The non-fiction books grow in number more slowly. Sometimes I don’t think of weeding those shelves until Kathy (gently) tells me that she can’t squeeze another volume on the shelves. Most recently it was the shelves of biographies that were causing consternation. I love biographies. I don’t read them all by any means. I just like knowing that they are there. All libraries have biographies of famous people. If you are just itching to know more information about Martin Van Buren than Wickopedia offers, you expect to find it at the library.
But, the biographies that I really treasure are the ones about ordinary people who have accomplished or endured something extraordinary. Any time I feel sorry for myself, missing my far-flung children for instance, I can pick up a book about someone who walked 100 miles across a desert to find medical care for her babies. Sick of a lo-o-o-ng Iowa winter? There’s a book about a doctor who treated herself for breast cancer while stranded at the North Pole. See how it works? Pretty quickly I begin to feel I’m blessed with good fortune and need to get up out of my comfy recliner and help someone else. Listed below are some of the biographies that are ready to leave the library for a new home. Temporarily they are housed on the “free” shelves; come in and help yourself to these or many others that are just waiting to change your life.
The Book of Kehls by Christine Kehl O’Hagan. The story of a family in which five generations have been struck by Duchene Muscular Dystrophy.

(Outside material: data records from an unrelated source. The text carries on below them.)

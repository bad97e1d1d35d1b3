//! Error types for metrics queries.

use crossway_types::UnknownMetric;

/// Errors returned by [`MetricsEngine`](crate::engine::MetricsEngine)
/// queries.
#[derive(Debug, thiserror::Error)]
pub enum MetricsError {
    /// The requested metric name is not part of a snapshot.
    #[error("unknown metric: {0}")]
    UnknownMetric(String),
}

impl From<UnknownMetric> for MetricsError {
    fn from(err: UnknownMetric) -> Self {
        Self::UnknownMetric(err.0)
    }
}
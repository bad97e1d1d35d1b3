//! Error types for the live feed.
//!
//! [`TransportError`] covers failures of a single connection.
//! [`LiveError`] is what error subscribers receive from
//! [`LiveFeed`](crate::feed::LiveFeed); none of its variants are returned
//! to the caller of a feed operation.

/// Failures reported by a [`Transport`](crate::transport::Transport) or
/// its connections.
#[derive(Debug, thiserror::Error)]
pub enum TransportError {
    /// The endpoint could not be reached or the handshake failed.
    #[error("failed to open {endpoint}: {reason}")]
    Open {
        /// The endpoint that was dialed.
        endpoint: String,
        /// Transport-specific description.
        reason: String,
    },

    /// Reading from or writing to an open connection failed.
    #[error("connection I/O failed: {0}")]
    Io(String),
}

impl From<tokio_tungstenite::tungstenite::Error> for TransportError {
    fn from(err: tokio_tungstenite::tungstenite::Error) -> Self {
        Self::Io(err.to_string())
    }
}

/// Errors delivered to [`LiveFeed::on_error`](crate::feed::LiveFeed::on_error)
/// subscribers.
#[derive(Debug, thiserror::Error)]
pub enum LiveError {
    /// The transport failed to open or broke while open.
    #[error(transparent)]
    Transport(#[from] TransportError),

    /// An inbound frame was not valid JSON.
    #[error("failed to decode inbound frame: {source}")]
    Decode {
        /// The underlying parse error.
        #[from]
        source: serde_json::Error,
    },

    /// The server closed the connection with a non-normal close code.
    #[error("connection closed unexpectedly (code {code:?})")]
    UnexpectedClose {
        /// The close code, if the server sent one.
        code: Option<u16>,
    },

    /// Every automatic reconnect attempt failed.
    #[error("gave up after {attempts} reconnect attempts")]
    ReconnectExhausted {
        /// Number of attempts made.
        attempts: u32,
    },
}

My Detachment by Tracy Kidder. Pulitzer Prize winner Kidder studied at the University of Iowa. This book is his memoir of his tour of duty in Vietnam.
A Good Dog: The Story of Orson Who Changed My Life by Jon Katz. I’m a sucker for a good dog story. I think I keep hoping that my dogs will turn me into Mother Theresa or Eleanor Roosevelt if I’m just patient enough with them.

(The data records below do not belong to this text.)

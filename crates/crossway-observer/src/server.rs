//! Observer HTTP server lifecycle management.
//!
//! Provides [`start_server`], which binds to a TCP port and runs the Axum
//! server until the supplied shutdown future completes.

use std::future::Future;
use std::net::SocketAddr;
use std::sync::Arc;

use crossway_core::config::ObserverConfig;
use tokio::net::TcpListener;
use tracing::info;

use crate::router::build_router;
use crate::state::AppState;

/// Start the observer HTTP server.
///
/// Binds to the configured address, builds the router, and serves
/// requests until `shutdown` resolves. In-flight requests are allowed to
/// finish.
///
/// # Errors
///
/// Returns an error if the address is invalid, the TCP listener cannot
/// bind, or the server encounters a fatal I/O error.
pub async fn start_server<F>(
    config: &ObserverConfig,
    state: Arc<AppState>,
    shutdown: F,
) -> Result<(), ServerError>
where
    F: Future<Output = ()> + Send + 'static,
{
    let addr: SocketAddr = format!("{}:{}", config.host, config.port)
        .parse()
        .map_err(|e| ServerError::Bind(format!("invalid address: {e}")))?;

    let router = build_router(state);

    let listener = TcpListener::bind(addr)
        .await
        .map_err(|e| ServerError::Bind(format!("bind failed on {addr}: {e}")))?;

    info!(%addr, "Observer server listening");

    axum::serve(listener, router)
        .with_graceful_shutdown(shutdown)
        .await
        .map_err(|e| ServerError::Serve(format!("serve error: {e}")))?;

    info!("Observer server stopped");
    Ok(())
}

/// Errors that can occur when starting or running the observer server.
#[derive(Debug, thiserror::Error)]
pub enum ServerError {
    /// Failed to bind to the network address.
    #[error("bind error: {0}")]
    Bind(String),

    /// The server encountered a fatal error while serving.
    #[error("serve error: {0}")]
    Serve(String),
}
impl<T: Transport> Shared<T> {
    fn lock(&self) -> MutexGuard<'_, Inner> {
        self.inner.lock().unwrap_or_else(PoisonError::into_inner)
    }

    fn state(&self) -> ConnectionState {
        *self.state.borrow()
    }

    fn set_state(&self, next: ConnectionState) {
        let previous = self.state.send_replace(next);
        if previous != next {
            debug!(from = %previous, to = %next, "connection state changed");
        }
    }
}

/// A live, reconnecting connection to the simulation feed.
///
/// Cloning yields another handle to the same connection.
pub struct LiveFeed<T: Transport> {
    shared: Arc<Shared<T>>,
}

impl<T: Transport> Clone for LiveFeed<T> {
    fn clone(&self) -> Self {
        Self {
            shared: Arc::clone(&self.shared),
        }
    }
}

impl<T: Transport> fmt::Debug for LiveFeed<T> {
    fn fmt(&self, f: &mut fmt::Formatter<'_>) -> fmt::Result {
        f.debug_struct("LiveFeed")
            .field("state", &self.state())
            .field("attempts", &self.reconnect_attempts())
            .field("listeners", &self.shared.listeners)
            .finish_non_exhaustive()
    }
}

impl<T: Transport> LiveFeed<T> {
    /// Create a disconnected feed.
    pub fn new(transport: T, policy: ReconnectPolicy) -> Self {
        let (state, _) = watch::channel(ConnectionState::Disconnected);
        Self {
            shared: Arc::new(Shared {
                transport,
                policy,
                listeners: Listeners::new(),
                state,
                inner: Mutex::new(Inner::default()),
            }),
        }
    }

    // -----------------------------------------------------------------------
    // Lifecycle
    // -----------------------------------------------------------------------

    /// Open a connection to `endpoint`.
    ///
    /// Does nothing while a connection is being opened or is open. Cancels
    /// any pending reconnect timer otherwise. A connection still closing is
    /// abandoned and reported closed before the new one opens. Must be
    /// called from within a Tokio runtime.
    pub fn connect(&self, endpoint: &str) {
        let mut inner = self.shared.lock();
        let state = self.shared.state();
        if state.is_active() {
            debug!(endpoint, %state, "connect ignored; feed already active");
            return;
        }
        let superseded = state == ConnectionState::Closing;
        inner.endpoint = Some(endpoint.to_owned());
        start_session(&self.shared, &mut inner);
        drop(inner);

        if superseded {
            debug!("closing session superseded by connect");
            self.shared.listeners.notify_connection(false);
        }
    }

    /// Close the connection with a normal-closure code and stop
    /// reconnecting.
    ///
    /// A live connection passes through [`ConnectionState::Closing`] while
    /// the close frame is sent. The reconnect counter is reset.
    pub fn disconnect(&self) {
        let mut inner = self.shared.lock();
        if let Some(timer) = inner.reconnect.take() {
            timer.abort();
        }
        inner.attempts = 0;

        let state = self.shared.state();
        match state {
            ConnectionState::Connected => {
                let sent = inner
                    .outbound
                    .as_ref()
                    .is_some_and(|tx| tx.send(Outbound::Close(NORMAL_CLOSURE)).is_ok());
                if sent {
                    inner.close_requested = true;
                    self.shared.set_state(ConnectionState::Closing);
                    info!("live feed closing");
                    return;
                }
                inner.generation = inner.generation.wrapping_add(1);
                drop_session(&mut inner);
                self.shared.set_state(ConnectionState::Disconnected);
                drop(inner);
                self.shared.listeners.notify_connection(false);
            }
            ConnectionState::Closing => {}
            ConnectionState::Connecting
            | ConnectionState::Disconnected
            | ConnectionState::Failed => {
                inner.generation = inner.generation.wrapping_add(1);
                drop_session(&mut inner);
                self.shared.set_state(ConnectionState::Disconnected);
                info!("live feed disconnected");
            }
        }
    }

    // -----------------------------------------------------------------------
    // Queries
    // -----------------------------------------------------------------------

    /// Current connection state.
    pub fn state(&self) -> ConnectionState {
        self.shared.state()
    }

    /// Receiver that observes every state transition.
    pub fn watch_state(&self) -> watch::Receiver<ConnectionState> {
        self.shared.state.subscribe()
    }

    /// Whether the connection is open.
    pub fn is_connected(&self) -> bool {
        self.state() == ConnectionState::Connected
    }

    /// Reconnect attempts made since the last successful open or
    /// [`disconnect`](Self::disconnect).
    pub fn reconnect_attempts(&self) -> u32 {
        self.shared.lock().attempts
    }

    // -----------------------------------------------------------------------
    // Outbound
    // -----------------------------------------------------------------------

    /// Queue a text frame. Returns `false` when not connected.
    pub fn send(&self, text: impl Into<String>) -> bool {
        if !self.is_connected() {
            warn!("live feed not connected; message dropped");
            return false;
        }
        let inner = self.shared.lock();
        inner
            .outbound
            .as_ref()
            .is_some_and(|tx| tx.send(Outbound::Text(text.into())).is_ok())
    }

    /// Serialize `message` as JSON and queue it. Returns `false` when not
    /// connected or when serialization fails.
    pub fn send_json<M: Serialize>(&self, message: &M) -> bool {
        match serde_json::to_string(message) {
            Ok(text) => self.send(text),
            Err(err) => {
                warn!(error = %err, "outbound message not serializable");
                false
            }
        }
    }

    // -----------------------------------------------------------------------
    // Subscriptions
    // -----------------------------------------------------------------------

    /// Register a handler called with `true` on open and `false` on close.
    pub fn on_connection_change<F>(&self, handler: F) -> Subscription
    where
        F: Fn(bool) + Send + Sync + 'static,
    {
        self.shared.listeners.on_connection_change(handler)
    }

    /// Register an error handler.
    pub fn on_error<F>(&self, handler: F) -> Subscription
    where
        F: Fn(&LiveError) + Send + Sync + 'static,
    {
        self.shared.listeners.on_error(handler)
    }

    /// Register a handler for inbound messages of `kind`. See
    /// [`Listeners::subscribe`].
    pub fn subscribe<F>(&self, kind: &str, handler: F) -> Subscription
    where
        F: Fn(&Value) + Send + Sync + 'static,
    {
        self.shared.listeners.subscribe(kind, handler)
    }
}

Fifty Acres and a Poodle: A Story of Love, Livestock and Finding Myself by Jeanne Marie Laskas. Another one!
Ten Minutes from Normal by Karen Hughes. Another sort of biography that can’t take up shelf space too long: a story about someone who was once very newsworthy, but who has now faded into oblivion. Hughes was an advisor to George W. Bush.

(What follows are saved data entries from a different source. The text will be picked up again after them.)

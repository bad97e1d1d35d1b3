//! Derived records produced by the metrics engine for the view layer.

use chrono::{DateTime, Utc};
use serde::{Deserialize, Serialize};
use ts_rs::TS;

use crate::enums::{AlertKind, AlertSeverity};
use crate::ids::AlertId;

// ---------------------------------------------------------------------------
// Alerts
// ---------------------------------------------------------------------------

/// A time-stamped, severity-tagged notification generated by a threshold
/// rule.
#[derive(Debug, Clone, PartialEq, Serialize, Deserialize, TS)]
#[ts(export, export_to = "bindings/")]
pub struct Alert {
    /// Unique alert identifier.
    pub id: AlertId,
    /// Rule family that raised the alert.
    pub kind: AlertKind,
    /// Severity of the alert.
    pub severity: AlertSeverity,
    /// Short headline.
    pub title: String,
    /// Human-readable message.
    pub message: String,
    /// When the alert was raised.
    pub created_at: DateTime<Utc>,
    /// Sort rank. Lower ranks are shown first.
    pub priority: u8,
}

// ---------------------------------------------------------------------------
// Query results
// ---------------------------------------------------------------------------

/// One point of a chart series.
#[derive(Debug, Clone, PartialEq, Serialize, Deserialize, TS)]
#[ts(export, export_to = "bindings/")]
pub struct ChartPoint {
    /// Position within the returned series (0 = oldest).
    pub index: u32,
    /// Metric value at that point.
    pub value: f64,
    /// Local receipt time of the underlying snapshot.
    pub timestamp: DateTime<Utc>,
}

/// Percent change of selected metrics, recent window against prior window.
#[derive(Debug, Clone, Copy, PartialEq, Default, Serialize, Deserialize, TS)]
#[ts(export, export_to = "bindings/")]
pub struct Trends {
    /// Average wait time trend (percent).
    pub wait_time: f64,
    /// Congestion level trend (percent).
    pub congestion: f64,
    /// Throughput trend (percent).
    pub throughput: f64,
}

/// Latest metrics plus derived scores. All zeros before the first snapshot.
#[derive(Debug, Clone, PartialEq, Default, Serialize, Deserialize, TS)]
#[ts(export, export_to = "bindings/")]
pub struct CurrentMetrics {
    /// Mean wait time per processed vehicle (minutes).
    pub avg_wait_time: f64,
    /// Overall congestion (percent).
    pub congestion_level: f64,
    /// Vehicles processed per hour.
    pub throughput: f64,
    /// Emergency vehicles seen.
    pub emergency_vehicles: u64,
    /// Average wait time trend (percent).
    pub wait_time_trend: f64,
    /// Congestion trend (percent).
    pub congestion_trend: f64,
    /// Throughput trend (percent).
    pub throughput_trend: f64,
    /// `max(0, 100 - congestion - wait_time_trend)`.
    pub efficiency: f64,
    /// `100 - congestion / 2 - max(0, wait_time_trend) / 2`.
    pub system_health: f64,
    /// Estimated CO2 saved (kg).
    pub co2_saved: f64,
    /// Estimated fuel saved (litres).
    pub fuel_saved: f64,
    /// Vehicles that cleared the intersection.
    pub vehicles_processed: u64,
    /// Signal phase changes.
    pub signal_changes: u64,
}

/// Window statistics reported with the metrics summary.
#[derive(Debug, Clone, Copy, PartialEq, Eq, Default, Serialize, Deserialize, TS)]
#[ts(export, export_to = "bindings/")]
pub struct SummaryStatistics {
    /// Snapshots currently held in the window.
    pub data_points: u32,
    /// Milliseconds between the oldest and newest snapshot receipt.
    pub time_range_ms: i64,
}

/// Everything a dashboard panel needs in one read.
#[derive(Debug, Clone, PartialEq, Default, Serialize, Deserialize, TS)]
#[ts(export, export_to = "bindings/")]
pub struct MetricsSummary {
    /// Current metrics and scores.
    pub current: CurrentMetrics,
    /// Current trend values.
    pub trends: Trends,
    /// The highest-ranked active alerts (at most five).
    pub alerts: Vec<Alert>,
    /// Window statistics.
    pub statistics: SummaryStatistics,
}
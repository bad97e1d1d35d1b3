//! Shared type definitions for the Crossway live intersection dashboard.
//!
//! This crate is the single source of truth for the records that flow from
//! the simulation feed through the metrics engine to the view layer. Types
//! defined here flow downstream to `TypeScript` via `ts-rs`.
//!
//! # Modules
//!
//! - [`ids`] -- Type-safe UUID wrappers
//! - [`enums`] -- Connection state, alert severity/kind, metric keys
//! - [`snapshot`] -- The inbound simulation snapshot
//! - [`structs`] -- Derived records (alerts, trends, chart points, summaries)

pub mod enums;
pub mod ids;
pub mod snapshot;
pub mod structs;

// Re-export all public types at crate root for convenience.
pub use enums::{AlertKind, AlertSeverity, ConnectionState, MetricKey, UnknownMetric};
pub use ids::AlertId;
pub use snapshot::{RoadState, Snapshot, SnapshotMetrics, VehicleSummary};
pub use structs::{
    Alert, ChartPoint, CurrentMetrics, MetricsSummary, SummaryStatistics, Trends,
};
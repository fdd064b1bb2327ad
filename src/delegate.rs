//! External collaborator interfaces: per-day decoration queries and
//! state-change notifications. Both are optional; every method carries a
//! default body, so implementors override only what they need.

use crate::CalendarDate;
use crate::consts::OPAQUE;

/// Size hint handed to the datasource when it builds a selected-day view.
#[derive(Debug, Clone, Copy, PartialEq, Default)]
pub struct Dimensions {
    pub width:  f64,
    pub height: f64,
}

impl Dimensions {
    pub const fn new(width: f64, height: f64) -> Self {
        Self { width, height }
    }
}

/// Abstract renderable returned for a selected day. The model never
/// interprets it; the host maps it onto its own view type.
#[derive(Debug, Clone, PartialEq, Eq, Default)]
pub enum SelectedDayView {
    /// Nothing to show, the datasource default.
    #[default]
    Empty,
    /// A host-interpreted label.
    Label(String),
}

/// Supplies per-day visual decoration. No other contract.
pub trait CalendarDataSource {
    /// Opacity applied to a day cell's accent color.
    fn opacity_for_day(&self, _day: CalendarDate) -> f64 {
        OPAQUE
    }

    /// View shown under the month when a day is selected.
    fn view_for_selected_day(&self, _day: CalendarDate, _size: Dimensions) -> SelectedDayView {
        SelectedDayView::default()
    }
}

/// Receives calendar state-change notifications.
pub trait CalendarDelegate {
    /// A day was selected by the user.
    fn did_select_date(&mut self, _date: CalendarDate) {}

    /// A different month page is about to become current.
    fn will_display_month(&mut self, _month: CalendarDate) {}
}
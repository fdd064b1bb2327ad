/// Maximum valid year (inclusive)
pub const MAX_YEAR: u16 = 9999;

/// Maximum valid month (December)
pub const MAX_MONTH: u8 = 12;

/// First day of month, used for unit anchors
pub const MIN_DAY: u8 = 1;

/// Month number for January
pub const JANUARY: u8 = 1;
/// Month number for February
pub const FEBRUARY: u8 = 2;
/// Month number for December
pub const DECEMBER: u8 = 12;

/// Days in February for leap years
pub const FEBRUARY_DAYS_LEAP: u8 = 29;

/// Months in a year, used for month-index arithmetic
pub const MONTHS_PER_YEAR: i64 = 12;

/// Maximum days in each month (index 0 is unused, months are 1-indexed)
/// February shows 28 days (non-leap year default)
pub const DAYS_IN_MONTH: [u8; 13] = [
    0,  // index 0 unused (months are 1-indexed)
    31, // January
    28, // February (non-leap, adjusted by is_leap_year check)
    31, // March
    30, // April
    31, // May
    30, // June
    31, // July
    31, // August
    30, // September
    31, // October
    30, // November
    31, // December
];

/// Leap year occurs every 4 years
pub(crate) const LEAP_YEAR_CYCLE: u16 = 4;
/// Century years are not leap years unless...
pub(crate) const CENTURY_CYCLE: u16 = 100;
/// ...they are divisible by 400 (Gregorian calendar correction)
pub(crate) const GREGORIAN_CYCLE: u16 = 400;

/// Date component separator (ISO 8601 format)
pub const DATE_SEPARATOR: char = '-';

/// Fully opaque day decoration, the datasource default
pub const OPAQUE: f64 = 1.0;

The Day Donny Herbert Woke Up by Rich Blake. This one will really make you forgot your troubles. Herbert was a Buffalo city firefighter who was injured in 1995. After 10 years in a coma, he woke up. After one day, he returned to his deep sleep and never experienced another clear moment. He died one year later of pneumonia.
See how this works? There is always someone worse off than me. Stop by the library this week. Therapy at no extra charge!